— Data listing —
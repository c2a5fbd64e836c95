//! Boolean networks.
//!
//! A [`Network`] is an ordered collection of nodes, each with a [`Mechanism`]
//! and an ordered list of input nodes. The declaration order of the nodes is
//! the node order used everywhere else: in states, transition tables,
//! connectivity matrices and induced subsystems.
//!
//! ```
//! use bnet_rs::network::{Network, NodeConfig};
//! use bnet_rs::state::State;
//!
//! let net = Network::build([
//!     NodeConfig::new("A", "OR", ["B", "C"]),
//!     NodeConfig::new("B", "AND", ["A", "C"]),
//!     NodeConfig::new("C", "XOR", ["A", "B"]),
//! ])
//! .unwrap();
//!
//! let next = net.update(&State::from([1, 0, 0])).unwrap();
//! assert_eq!(next, State::from([0, 0, 1]));
//! ```

use std::collections::{HashMap, HashSet};

use log::debug;

use crate::connectivity::ConnectivityMatrix;
use crate::error::{ConfigError, StateError};
use crate::mechanism::{Mechanism, MechanismSpec};
use crate::state::State;

/// Declaration of a single node: its label, its mechanism and its inputs.
#[derive(Debug, Clone)]
pub struct NodeConfig {
    pub label: String,
    pub mechanism: MechanismSpec,
    pub inputs: Vec<String>,
}

impl NodeConfig {
    pub fn new<S: Into<String>>(
        label: impl Into<String>,
        mechanism: impl Into<MechanismSpec>,
        inputs: impl IntoIterator<Item = S>,
    ) -> Self {
        Self {
            label: label.into(),
            mechanism: mechanism.into(),
            inputs: inputs.into_iter().map(Into::into).collect(),
        }
    }

    /// A node without inputs. Its state persists across updates.
    pub fn inputless(label: impl Into<String>, mechanism: impl Into<MechanismSpec>) -> Self {
        Self::new(label, mechanism, Vec::<String>::new())
    }
}

#[derive(Debug, Clone)]
struct Node {
    label: String,
    mechanism: Mechanism,
    /// Parents, in declared input order.
    inputs: Vec<usize>,
    /// Children, in node order.
    outputs: Vec<usize>,
}

#[derive(Debug, Clone)]
pub struct Network {
    nodes: Vec<Node>,
    index: HashMap<String, usize>,
}

// Construction
impl Network {
    /// Builds a network from node declarations.
    ///
    /// Nodes are ordered by declaration. An input listed several times by the
    /// same node is kept once, at its first position.
    pub fn build(config: impl IntoIterator<Item = NodeConfig>) -> Result<Self, ConfigError> {
        let config: Vec<NodeConfig> = config.into_iter().collect();

        let mut index = HashMap::with_capacity(config.len());
        let mut duplicate = None;
        for (i, node) in config.iter().enumerate() {
            if index.contains_key(&node.label) {
                duplicate.get_or_insert_with(|| node.label.clone());
            } else {
                index.insert(node.label.clone(), i);
            }
        }

        let mut undeclared = Vec::new();
        for input in config.iter().flat_map(|node| &node.inputs) {
            if !index.contains_key(input) && !undeclared.contains(input) {
                undeclared.push(input.clone());
            }
        }
        if !undeclared.is_empty() {
            return Err(ConfigError::UndeclaredInputs(undeclared));
        }
        if let Some(label) = duplicate {
            return Err(ConfigError::DuplicateLabel(label));
        }

        let mut nodes = Vec::with_capacity(config.len());
        for NodeConfig { label, mechanism, inputs } in config {
            let mechanism = mechanism.resolve()?;
            let mut seen = HashSet::new();
            let inputs: Vec<usize> = inputs.iter().map(|input| index[input]).filter(|&i| seen.insert(i)).collect();
            mechanism
                .check_arity(inputs.len())
                .map_err(|source| ConfigError::Arity {
                    label: label.clone(),
                    source,
                })?;
            nodes.push(Node {
                label,
                mechanism,
                inputs,
                outputs: Vec::new(),
            });
        }

        let network = Self::from_nodes(nodes);
        debug!(
            "build: {} nodes, {} edges: {:?}",
            network.len(),
            network.num_edges(),
            network.labels().collect::<Vec<_>>()
        );
        Ok(network)
    }

    /// Assembles a network from nodes whose `inputs` are set, deriving `outputs`.
    fn from_nodes(mut nodes: Vec<Node>) -> Self {
        for node in nodes.iter_mut() {
            node.outputs.clear();
        }
        for child in 0..nodes.len() {
            for k in 0..nodes[child].inputs.len() {
                let parent = nodes[child].inputs[k];
                nodes[parent].outputs.push(child);
            }
        }
        let index = nodes.iter().enumerate().map(|(i, node)| (node.label.clone(), i)).collect();
        Self { nodes, index }
    }

    /// The network induced on the given node positions.
    ///
    /// Nodes keep their relative order. Edges from nodes outside the subset
    /// are dropped, so a mechanism only sees the inputs that remain; a node
    /// left without inputs becomes inputless and persists its state.
    pub(crate) fn restrict(&self, indices: &[usize]) -> Network {
        let mut indices = indices.to_vec();
        indices.sort_unstable();
        indices.dedup();

        let local: HashMap<usize, usize> = indices.iter().enumerate().map(|(new, &old)| (old, new)).collect();
        let nodes = indices
            .iter()
            .map(|&i| {
                let node = &self.nodes[i];
                Node {
                    label: node.label.clone(),
                    mechanism: node.mechanism.clone(),
                    inputs: node.inputs.iter().filter_map(|p| local.get(p).copied()).collect(),
                    outputs: Vec::new(),
                }
            })
            .collect();
        Self::from_nodes(nodes)
    }
}

// Getters
impl Network {
    pub fn len(&self) -> usize {
        self.nodes.len()
    }

    pub fn is_empty(&self) -> bool {
        self.nodes.is_empty()
    }

    pub fn num_edges(&self) -> usize {
        self.nodes.iter().map(|node| node.inputs.len()).sum()
    }

    pub fn labels(&self) -> impl Iterator<Item = &str> + '_ {
        self.nodes.iter().map(|node| node.label.as_str())
    }

    pub fn label(&self, index: usize) -> &str {
        &self.nodes[index].label
    }

    pub fn index_of(&self, label: &str) -> Option<usize> {
        self.index.get(label).copied()
    }

    /// Positions of the given labels, or the first unknown label.
    pub fn indices_of<'a>(&self, labels: impl IntoIterator<Item = &'a str>) -> Result<Vec<usize>, &'a str> {
        labels
            .into_iter()
            .map(|label| self.index_of(label).ok_or(label))
            .collect()
    }

    pub fn mechanism(&self, index: usize) -> &Mechanism {
        &self.nodes[index].mechanism
    }

    /// Parents of a node, in its declared input order.
    pub fn inputs(&self, index: usize) -> &[usize] {
        &self.nodes[index].inputs
    }

    /// Children of a node, in node order.
    pub fn outputs(&self, index: usize) -> &[usize] {
        &self.nodes[index].outputs
    }

    pub fn has_edge(&self, from: usize, to: usize) -> bool {
        self.nodes[to].inputs.contains(&from)
    }

    pub fn connectivity_matrix(&self) -> ConnectivityMatrix {
        ConnectivityMatrix::from_edges(
            self.len(),
            self.nodes
                .iter()
                .enumerate()
                .flat_map(|(child, node)| node.inputs.iter().map(move |&parent| (parent, child))),
        )
    }
}

// Dynamics
impl Network {
    /// Computes the next state of every node from the same snapshot.
    ///
    /// Inputless nodes keep their current value.
    pub fn update(&self, current: &State) -> Result<State, StateError> {
        current.check_len(self.len())?;
        Ok(self.step(current))
    }

    pub(crate) fn step(&self, current: &State) -> State {
        let mut buffer = Vec::new();
        self.nodes
            .iter()
            .enumerate()
            .map(|(i, node)| {
                if node.inputs.is_empty() {
                    current.get(i)
                } else {
                    buffer.clear();
                    buffer.extend(node.inputs.iter().map(|&p| current.get(p)));
                    node.mechanism.apply(&buffer)
                }
            })
            .collect()
    }

    /// Applies [`update`][Network::update] `steps` times.
    pub fn evolve(&self, state: &State, steps: usize) -> Result<State, StateError> {
        state.check_len(self.len())?;
        let mut state = state.clone();
        for _ in 0..steps {
            state = self.step(&state);
        }
        Ok(state)
    }
}

#[cfg(test)]
mod tests {
    use super::*;

    use test_log::test;

    use crate::gate::Gate;

    fn fig4() -> Network {
        Network::build([
            NodeConfig::new("A", "OR", ["B", "C"]),
            NodeConfig::new("B", "AND", ["A", "C"]),
            NodeConfig::new("C", "XOR", ["A", "B"]),
        ])
        .unwrap()
    }

    #[test]
    fn test_build_order() {
        let net = Network::build([
            NodeConfig::new("C", "COPY", ["A"]),
            NodeConfig::inputless("A", "NULL"),
            NodeConfig::new("B", "NOT", ["C"]),
        ])
        .unwrap();
        assert_eq!(net.labels().collect::<Vec<_>>(), ["C", "A", "B"]);
        assert_eq!(net.index_of("A"), Some(1));
        assert_eq!(net.index_of("Z"), None);
        assert_eq!(net.inputs(0), &[1]);
        assert_eq!(net.outputs(1), &[0]);
        assert_eq!(net.num_edges(), 2);
    }

    #[test]
    fn test_build_undeclared_input() {
        let err = Network::build([
            NodeConfig::new("A", "XOR", ["B", "C"]),
            NodeConfig::new("B", "NOT", ["D"]),
        ])
        .unwrap_err();
        assert_eq!(err, ConfigError::UndeclaredInputs(vec!["C".to_string(), "D".to_string()]));
    }

    #[test]
    fn test_build_duplicate_label() {
        let err = Network::build([
            NodeConfig::new("A", "NOT", ["A"]),
            NodeConfig::new("A", "COPY", ["A"]),
        ])
        .unwrap_err();
        assert_eq!(err, ConfigError::DuplicateLabel("A".to_string()));
    }

    #[test]
    fn test_build_arity() {
        let err = Network::build([
            NodeConfig::new("A", "NOT", ["A", "B"]),
            NodeConfig::new("B", "OR", ["A"]),
        ])
        .unwrap_err();
        assert!(matches!(err, ConfigError::Arity { ref label, .. } if label == "A"));
    }

    #[test]
    fn test_build_unknown_gate() {
        let err = Network::build([NodeConfig::inputless("A", "FLIP")]).unwrap_err();
        assert_eq!(err, ConfigError::UnknownGate("FLIP".to_string()));
    }

    #[test]
    fn test_parallel_inputs_collapse() {
        let net = Network::build([
            NodeConfig::new("A", "XOR", ["B", "A", "B"]),
            NodeConfig::new("B", "NOT", ["A", "A"]),
        ])
        .unwrap();
        assert_eq!(net.inputs(0), &[1, 0]);
        assert_eq!(net.inputs(1), &[0]);
    }

    #[test]
    fn test_update() {
        let net = fig4();
        assert_eq!(net.update(&State::from([1, 0, 0])).unwrap(), State::from([0, 0, 1]));
        assert_eq!(net.update(&State::from([0, 0, 1])).unwrap(), State::from([1, 0, 0]));
        assert_eq!(net.update(&State::from([1, 1, 1])).unwrap(), State::from([1, 1, 0]));
    }

    #[test]
    fn test_update_is_synchronous() {
        // A swap: each node copies the other. A sequential update would make both equal.
        let net = Network::build([
            NodeConfig::new("A", Gate::Copy, ["B"]),
            NodeConfig::new("B", Gate::Copy, ["A"]),
        ])
        .unwrap();
        assert_eq!(net.update(&State::from([1, 0])).unwrap(), State::from([0, 1]));
    }

    #[test]
    fn test_update_input_order() {
        let first = Mechanism::custom("FIRST", |xs| xs[0]);
        let net = Network::build([
            NodeConfig::new("A", first, ["C", "B"]),
            NodeConfig::inputless("B", "AND"),
            NodeConfig::inputless("C", "AND"),
        ])
        .unwrap();
        assert_eq!(net.update(&State::from([0, 0, 1])).unwrap(), State::from([1, 0, 1]));
        assert_eq!(net.update(&State::from([0, 1, 0])).unwrap(), State::from([0, 1, 0]));
    }

    #[test]
    fn test_update_inputless_persist() {
        let net = Network::build([
            NodeConfig::inputless("A", "NOT"),
            NodeConfig::new("B", "NOT", ["A"]),
        ])
        .unwrap();
        assert_eq!(net.update(&State::from([1, 1])).unwrap(), State::from([1, 0]));
        assert_eq!(net.update(&State::from([0, 0])).unwrap(), State::from([0, 1]));
    }

    #[test]
    fn test_update_wrong_size() {
        let net = fig4();
        assert_eq!(
            net.update(&State::from([1, 0])),
            Err(StateError::Size { expected: 3, found: 2 })
        );
    }

    #[test]
    fn test_evolve() {
        let net = fig4();
        let s0 = State::from([1, 0, 0]);
        assert_eq!(net.evolve(&s0, 0).unwrap(), s0);
        let s2 = net.update(&net.update(&s0).unwrap()).unwrap();
        assert_eq!(net.evolve(&s0, 2).unwrap(), s2);
    }

    #[test]
    fn test_restrict() {
        let net = fig4();
        let sub = net.restrict(&[2, 0]);
        assert_eq!(sub.labels().collect::<Vec<_>>(), ["A", "C"]);
        assert_eq!(sub.inputs(0), &[1]);
        assert_eq!(sub.inputs(1), &[0]);
        assert_eq!(sub.num_edges(), 2);
    }
}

— Activity —
All lines with the word "crate" are needed; pull them from the entries and copy each.

— Result for this task —
use crate::connectivity::ConnectivityMatrix;
use crate::error::{ConfigError, StateError};
use crate::mechanism::{Mechanism, MechanismSpec};
use crate::state::State;
    pub(crate) fn restrict(&self, indices: &[usize]) -> Network {
    pub(crate) fn step(&self, current: &State) -> State {
    use crate::gate::Gate;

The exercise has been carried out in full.